Single-cell characterization of metabolic switching in the sugar phosphotransferase system of Escherichia coli.

The utilization of several sugars in Escherichia coli is regulated by the Phosphotransferase System (PTS), in which diverse sugar utilization modules compete for phosphoryl flux from the general PTS proteins. Existing theoretical work predicts a winner-take-all outcome when this flux limits carbon uptake. To date, no experimental work has interrogated competing PTS uptake modules with single-cell resolution. Using time-lapse microscopy in perfused microchannels, we analyzed the competition between N-acetyl-glucosamine and sorbitol, as representative PTS sugars, by measuring both the expression of their utilization systems and the concomitant impact of sugar utilization on growth rates. We find two distinct regimes: hierarchical usage of the carbohydrates, and co-expression of the genes for both systems. Simulations of a mathematical model incorporating asymmetric sugar quality reproduce our metabolic phase diagram, indicating that under conditions of nonlimiting phosphate flux, co-expression is due to uncoupling of both sugar utilization systems.
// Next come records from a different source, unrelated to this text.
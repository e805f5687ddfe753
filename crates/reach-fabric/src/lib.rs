//! # Reach Fabric
//!
//! The unified API for deterministic execution: canonical hashing, pack
//! integrity, and replay verification.
//!
//! ## Overview
//!
//! The fabric guarantees that the same logical input produces the same bytes
//! and the same hashes on every machine and in every implementation:
//!
//! - **Canonical JSON**: one serialization per logical value
//! - **Merkle integrity**: tamper-evident roots and partial proofs
//! - **Pack lint**: schema, permission, and DAG checks feeding the integrity hash
//! - **Replay fingerprints**: a run id and its event log bound into one hash
//!
//! ## Usage
//!
//! ```rust,no_run
//! use reach_fabric::{Fabric, FabricConfig};
//!
//! let fabric = Fabric::new(FabricConfig::default());
//! let result = fabric.lint(br#"{"specVersion":"1.0","metadata":{"id":"demo"}}"#);
//! assert!(result.valid);
//! println!("merkle root: {:?}", result.merkle_root);
//! ```
//!
//! ## Re-exports
//!
//! - `reach_fabric::core` - Canonical values, ordering, PRNG, hashing
//! - `reach_fabric::merkle` - Trees, proofs, content-addressed store
//! - `reach_fabric::pack` - Manifest lint and integrity
//! - `reach_fabric::replay` - Event logs and fingerprints

pub mod api;
pub mod error;
pub mod fabric;

// Re-export component crates
pub use reach_fabric_core as core;
pub use reach_fabric_merkle as merkle;
pub use reach_fabric_pack as pack;
pub use reach_fabric_replay as replay;

pub use api::{
    build_merkle_tree, canonicalize, compute_pack_integrity, compute_run_fingerprint, equal,
    get_proof, lint, seed, serialize, verify_proof, verify_replay,
};
pub use error::{FabricError, Result};
pub use fabric::{Fabric, FabricConfig};

// Re-export commonly used types
pub use reach_fabric_core::{CanonicalValue, DeterministicMap, Rng, Sha256Hash};
pub use reach_fabric_merkle::{ContentAddressedStore, MerkleProof, MerkleTree};
pub use reach_fabric_pack::{LintConfig, LintResult, PackIntegrity, PackManifest};
pub use reach_fabric_replay::{Event, ReplayConfig, ReplayVerdict};
//! Seeded pseudo-random number generation.
//!
//! A seed string is folded into 32 bits with FNV-1a over its UTF-16 code
//! units, then drives a Mulberry32 generator. The same seed yields the same
//! sequence on every platform, which is what replayable chaos tests need.

/// FNV-1a 32-bit offset basis.
pub const FNV_OFFSET_BASIS: u32 = 0x811c_9dc5;

/// FNV-1a 32-bit prime.
pub const FNV_PRIME: u32 = 0x0100_0193;

const MULBERRY_INCREMENT: u32 = 0x6D2B_79F5;

/// Fold a seed string into a 32-bit state.
///
/// Operates on UTF-16 code units so that non-ASCII seeds hash the same way
/// they do in JavaScript hosts.
pub fn hash_seed(seed: &str) -> u32 {
    seed.encode_utf16().fold(FNV_OFFSET_BASIS, |hash, unit| {
        (hash ^ u32::from(unit)).wrapping_mul(FNV_PRIME)
    })
}

/// Mulberry32 generator.
#[derive(Debug, Clone, PartialEq, Eq)]
pub struct Rng {
    state: u32,
}

impl Rng {
    /// Create a generator from a seed string.
    pub fn seed(seed: &str) -> Self {
        Self::from_state(hash_seed(seed))
    }

    /// Create a generator from a raw 32-bit state.
    pub fn from_state(state: u32) -> Self {
        Self { state }
    }

    /// Current internal state.
    pub fn state(&self) -> u32 {
        self.state
    }

    /// Next raw 32-bit output.
    pub fn next_u32(&mut self) -> u32 {
        self.state = self.state.wrapping_add(MULBERRY_INCREMENT);
        let mut t = self.state;
        t = (t ^ (t >> 15)).wrapping_mul(t | 1);
        t ^= t.wrapping_add((t ^ (t >> 7)).wrapping_mul(t | 61));
        t ^ (t >> 14)
    }

    /// Next draw in `[0, 1)`.
    pub fn next_f64(&mut self) -> f64 {
        f64::from(self.next_u32()) / 4_294_967_296.0
    }

    /// Next integer in `[0, max)`. Returns 0 when `max` is 0.
    pub fn next_int(&mut self, max: u32) -> u32 {
        (self.next_f64() * f64::from(max)).floor() as u32
    }

    /// Pick one element uniformly.
    ///
    /// Always consumes exactly one draw, even for an empty slice, so the
    /// sequence position does not depend on the input length.
    pub fn pick<'a, T>(&mut self, items: &'a [T]) -> Option<&'a T> {
        let r = self.next_f64();
        if items.is_empty() {
            return None;
        }
        let idx = (r * items.len() as f64).floor() as usize;
        items.get(idx.min(items.len() - 1))
    }

    /// Return a shuffled copy using Fisher-Yates from the end.
    ///
    /// The input is left untouched.
    pub fn shuffle<T: Clone>(&mut self, items: &[T]) -> Vec<T> {
        let mut out = items.to_vec();
        for i in (1..out.len()).rev() {
            let j = (self.next_f64() * (i + 1) as f64).floor() as usize;
            out.swap(i, j.min(i));
        }
        out
    }
}

impl Iterator for Rng {
    type Item = f64;

    fn next(&mut self) -> Option<f64> {
        Some(self.next_f64())
    }
}

/// Shorthand for [`Rng::seed`].
pub fn seed(seed: &str) -> Rng {
    Rng::seed(seed)
}

#[cfg(test)]
mod tests {
    use super::*;
    use proptest::prelude::*;
    use super::Rng;

    #[test]
    fn test_hash_seed_known_values() {
        assert_eq!(hash_seed(""), 2_166_136_261);
        assert_eq!(hash_seed("reach"), 1_291_669_624);
        assert_eq!(hash_seed("chaos-seed-42"), 2_456_316_268);
        assert_eq!(hash_seed("\u{e9}\u{2713}"), 1_825_020_405);
    }

    #[test]
    fn test_known_sequence() {
        let draws: Vec<f64> = Rng::seed("reach").take(5).collect();
        assert_eq!(
            draws,
            vec![
                0.7765786545351148,
                0.00750793656334281,
                0.5604566945694387,
                0.1252922450657934,
                0.6739479769021273,
            ]
        );

        let draws: Vec<f64> = Rng::seed("").take(5).collect();
        assert_eq!(
            draws,
            vec![
                0.6112444521859288,
                0.4935242917854339,
                0.7740248835179955,
                0.4122861116193235,
                0.8122657814528793,
            ]
        );
    }

    #[test]
    fn test_non_ascii_seed_sequence() {
        let draws: Vec<f64> = Rng::seed("\u{e9}\u{2713}").take(5).collect();
        assert_eq!(
            draws,
            vec![
                0.7390731847845018,
                0.4579893553163856,
                0.7856014724820852,
                0.624719699844718,
                0.031542829470708966,
            ]
        );
    }

    #[test]
    fn test_next_int() {
        let mut rng = Rng::seed("reach");
        let ints: Vec<u32> = (0..5).map(|_| rng.next_int(100)).collect();
        assert_eq!(ints, vec![77, 0, 56, 12, 67]);
    }

    #[test]
    fn test_shuffle_known_permutation() {
        let input = vec![1, 2, 3, 4, 5, 6, 7, 8];
        let shuffled = Rng::seed("shuffle").shuffle(&input);
        assert_eq!(shuffled, vec![5, 2, 3, 8, 6, 7, 1, 4]);
        assert_eq!(input, vec![1, 2, 3, 4, 5, 6, 7, 8]);
    }

    #[test]
    fn test_pick_empty_consumes_draw() {
        let mut a = Rng::seed("pick");
        let mut b = Rng::seed("pick");
        let empty: [u8; 0] = [];
        assert_eq!(a.pick(&empty), None);
        b.next_f64();
        assert_eq!(a.next_f64(), b.next_f64());
    }

    #[test]
    fn test_pick_uses_draw() {
        let items = ["a", "b", "c", "d"];
        let mut a = Rng::seed("reach");
        // first draw is 0.776..., 0.776 * 4 = 3.1
        assert_eq!(a.pick(&items), Some(&"d"));
    }

    #[test]
    fn test_clone_continues_identically() {
        let mut a = Rng::seed("fork");
        a.next_f64();
        let mut b = a.clone();
        for _ in 0..100 {
            assert_eq!(a.next_u32(), b.next_u32());
        }
    }

    proptest! {
        #[test]
        fn prop_same_seed_same_sequence(s in ".{0,24}") {
            let a: Vec<f64> = Rng::seed(&s).take(1000).collect();
            let b: Vec<f64> = Rng::seed(&s).take(1000).collect();
            prop_assert_eq!(a, b);
        }

        #[test]
        fn prop_draws_in_unit_interval(state in any::<u32>()) {
            for f in Rng::from_state(state).take(64) {
                prop_assert!((0.0..1.0).contains(&f));
            }
        }

        #[test]
        fn prop_shuffle_is_permutation(items in prop::collection::vec(any::<u16>(), 0..40), s in "[a-z]{0,8}") {
            let mut shuffled = Rng::seed(&s).shuffle(&items);
            let mut sorted = items.clone();
            shuffled.sort_unstable();
            sorted.sort_unstable();
            prop_assert_eq!(shuffled, sorted);
        }
    }
}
Our model reproduces hierarchical winner-take-all behaviour and stochastic co-expression, and predicts the switching between both strategies as a function of available phosphate flux. Hence, experiments and theory both suggest that PTS sugar utilization involves not only switching between the sugars utilized but also switching of utilization strategies to accommodate prevailing environmental conditions.